DATASET EXCERPTS START

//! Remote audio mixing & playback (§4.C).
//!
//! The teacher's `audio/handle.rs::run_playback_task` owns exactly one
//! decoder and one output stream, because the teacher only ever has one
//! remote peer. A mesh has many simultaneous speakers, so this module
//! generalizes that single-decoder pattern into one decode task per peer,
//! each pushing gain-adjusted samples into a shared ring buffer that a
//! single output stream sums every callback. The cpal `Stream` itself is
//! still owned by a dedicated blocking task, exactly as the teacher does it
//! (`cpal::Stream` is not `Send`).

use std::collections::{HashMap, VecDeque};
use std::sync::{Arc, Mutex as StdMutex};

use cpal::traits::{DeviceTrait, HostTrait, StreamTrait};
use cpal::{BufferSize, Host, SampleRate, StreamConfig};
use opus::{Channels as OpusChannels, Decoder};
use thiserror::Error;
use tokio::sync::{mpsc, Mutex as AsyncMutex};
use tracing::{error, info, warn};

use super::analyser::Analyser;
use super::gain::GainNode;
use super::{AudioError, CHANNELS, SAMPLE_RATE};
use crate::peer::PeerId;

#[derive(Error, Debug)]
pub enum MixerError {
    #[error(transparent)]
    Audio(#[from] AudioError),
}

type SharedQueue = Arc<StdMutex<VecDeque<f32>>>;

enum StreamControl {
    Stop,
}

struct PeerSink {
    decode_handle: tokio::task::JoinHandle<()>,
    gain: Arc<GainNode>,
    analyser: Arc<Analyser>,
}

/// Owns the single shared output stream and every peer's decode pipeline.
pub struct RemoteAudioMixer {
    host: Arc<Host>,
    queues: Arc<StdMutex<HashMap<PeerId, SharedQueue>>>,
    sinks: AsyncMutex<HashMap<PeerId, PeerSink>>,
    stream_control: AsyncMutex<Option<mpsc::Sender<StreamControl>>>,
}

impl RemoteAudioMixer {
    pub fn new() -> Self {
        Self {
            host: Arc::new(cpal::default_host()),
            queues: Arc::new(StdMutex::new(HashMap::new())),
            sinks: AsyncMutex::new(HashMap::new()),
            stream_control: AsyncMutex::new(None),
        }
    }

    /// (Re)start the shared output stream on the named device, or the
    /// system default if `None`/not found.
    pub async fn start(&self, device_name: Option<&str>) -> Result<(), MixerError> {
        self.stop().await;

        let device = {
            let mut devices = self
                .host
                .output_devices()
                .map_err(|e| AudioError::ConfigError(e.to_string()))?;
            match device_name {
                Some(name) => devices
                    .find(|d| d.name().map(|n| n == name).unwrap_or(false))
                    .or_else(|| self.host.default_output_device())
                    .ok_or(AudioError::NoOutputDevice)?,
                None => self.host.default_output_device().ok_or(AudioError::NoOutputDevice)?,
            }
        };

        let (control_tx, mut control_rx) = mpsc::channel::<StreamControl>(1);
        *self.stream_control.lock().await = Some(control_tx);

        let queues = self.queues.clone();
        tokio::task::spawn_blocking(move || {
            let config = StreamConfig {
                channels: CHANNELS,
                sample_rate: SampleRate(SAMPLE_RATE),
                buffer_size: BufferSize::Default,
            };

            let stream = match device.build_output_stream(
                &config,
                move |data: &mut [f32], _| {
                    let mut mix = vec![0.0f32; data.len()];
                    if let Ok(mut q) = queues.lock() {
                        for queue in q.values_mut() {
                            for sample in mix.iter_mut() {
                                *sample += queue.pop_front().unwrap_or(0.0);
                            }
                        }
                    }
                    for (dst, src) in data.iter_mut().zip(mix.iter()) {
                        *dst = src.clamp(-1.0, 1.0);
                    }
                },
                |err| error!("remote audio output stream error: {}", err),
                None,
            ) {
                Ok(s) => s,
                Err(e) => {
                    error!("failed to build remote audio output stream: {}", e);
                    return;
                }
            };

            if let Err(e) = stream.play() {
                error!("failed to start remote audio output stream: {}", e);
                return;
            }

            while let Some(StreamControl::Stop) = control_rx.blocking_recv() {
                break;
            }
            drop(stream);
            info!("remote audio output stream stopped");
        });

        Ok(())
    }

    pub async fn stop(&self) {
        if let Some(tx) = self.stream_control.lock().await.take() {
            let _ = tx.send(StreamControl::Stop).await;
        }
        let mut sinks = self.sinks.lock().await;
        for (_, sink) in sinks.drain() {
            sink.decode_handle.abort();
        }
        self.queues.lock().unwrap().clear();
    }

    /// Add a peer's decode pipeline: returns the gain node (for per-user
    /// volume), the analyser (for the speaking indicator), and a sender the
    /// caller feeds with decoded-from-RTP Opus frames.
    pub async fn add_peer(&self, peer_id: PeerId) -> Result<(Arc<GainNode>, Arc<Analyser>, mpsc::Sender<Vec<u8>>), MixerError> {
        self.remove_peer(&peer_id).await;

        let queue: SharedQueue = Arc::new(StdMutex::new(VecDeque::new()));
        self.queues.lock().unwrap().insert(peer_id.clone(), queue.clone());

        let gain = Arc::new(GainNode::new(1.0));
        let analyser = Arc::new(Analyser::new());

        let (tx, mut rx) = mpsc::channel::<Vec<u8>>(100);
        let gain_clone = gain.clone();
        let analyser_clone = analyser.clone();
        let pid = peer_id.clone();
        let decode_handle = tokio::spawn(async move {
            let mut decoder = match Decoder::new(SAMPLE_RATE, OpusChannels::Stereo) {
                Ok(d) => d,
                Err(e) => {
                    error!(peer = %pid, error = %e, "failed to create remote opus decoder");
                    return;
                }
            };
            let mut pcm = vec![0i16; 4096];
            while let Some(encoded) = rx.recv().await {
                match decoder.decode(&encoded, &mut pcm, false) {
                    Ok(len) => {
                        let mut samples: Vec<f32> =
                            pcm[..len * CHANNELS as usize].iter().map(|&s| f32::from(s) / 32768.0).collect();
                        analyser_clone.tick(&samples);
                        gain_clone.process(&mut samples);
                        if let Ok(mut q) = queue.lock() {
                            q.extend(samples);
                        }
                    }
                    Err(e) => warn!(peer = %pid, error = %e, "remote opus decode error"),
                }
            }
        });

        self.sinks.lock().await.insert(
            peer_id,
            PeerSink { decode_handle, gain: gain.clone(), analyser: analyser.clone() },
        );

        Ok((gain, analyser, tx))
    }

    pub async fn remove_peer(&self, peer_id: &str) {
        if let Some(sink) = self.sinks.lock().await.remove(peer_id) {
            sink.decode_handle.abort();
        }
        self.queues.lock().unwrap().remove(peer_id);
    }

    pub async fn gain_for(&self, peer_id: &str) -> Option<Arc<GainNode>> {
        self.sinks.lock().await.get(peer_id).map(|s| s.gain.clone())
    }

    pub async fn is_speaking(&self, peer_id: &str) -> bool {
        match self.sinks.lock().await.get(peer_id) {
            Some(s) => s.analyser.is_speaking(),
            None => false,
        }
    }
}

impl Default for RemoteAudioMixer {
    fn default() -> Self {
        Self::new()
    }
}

DATASET EXCERPTS END

Using only the listing above, restate exactly the lines from the line containing "use crate::peer::PeerId;" through the line containing "device, or the", both included.

use crate::peer::PeerId;

#[derive(Error, Debug)]
pub enum MixerError {
    #[error(transparent)]
    Audio(#[from] AudioError),
}

type SharedQueue = Arc<StdMutex<VecDeque<f32>>>;

enum StreamControl {
    Stop,
}

struct PeerSink {
    decode_handle: tokio::task::JoinHandle<()>,
    gain: Arc<GainNode>,
    analyser: Arc<Analyser>,
}

/// Owns the single shared output stream and every peer's decode pipeline.
pub struct RemoteAudioMixer {
    host: Arc<Host>,
    queues: Arc<StdMutex<HashMap<PeerId, SharedQueue>>>,
    sinks: AsyncMutex<HashMap<PeerId, PeerSink>>,
    stream_control: AsyncMutex<Option<mpsc::Sender<StreamControl>>>,
}

impl RemoteAudioMixer {
    pub fn new() -> Self {
        Self {
            host: Arc::new(cpal::default_host()),
            queues: Arc::new(StdMutex::new(HashMap::new())),
            sinks: AsyncMutex::new(HashMap::new()),
            stream_control: AsyncMutex::new(None),
        }
    }

    /// (Re)start the shared output stream on the named device, or the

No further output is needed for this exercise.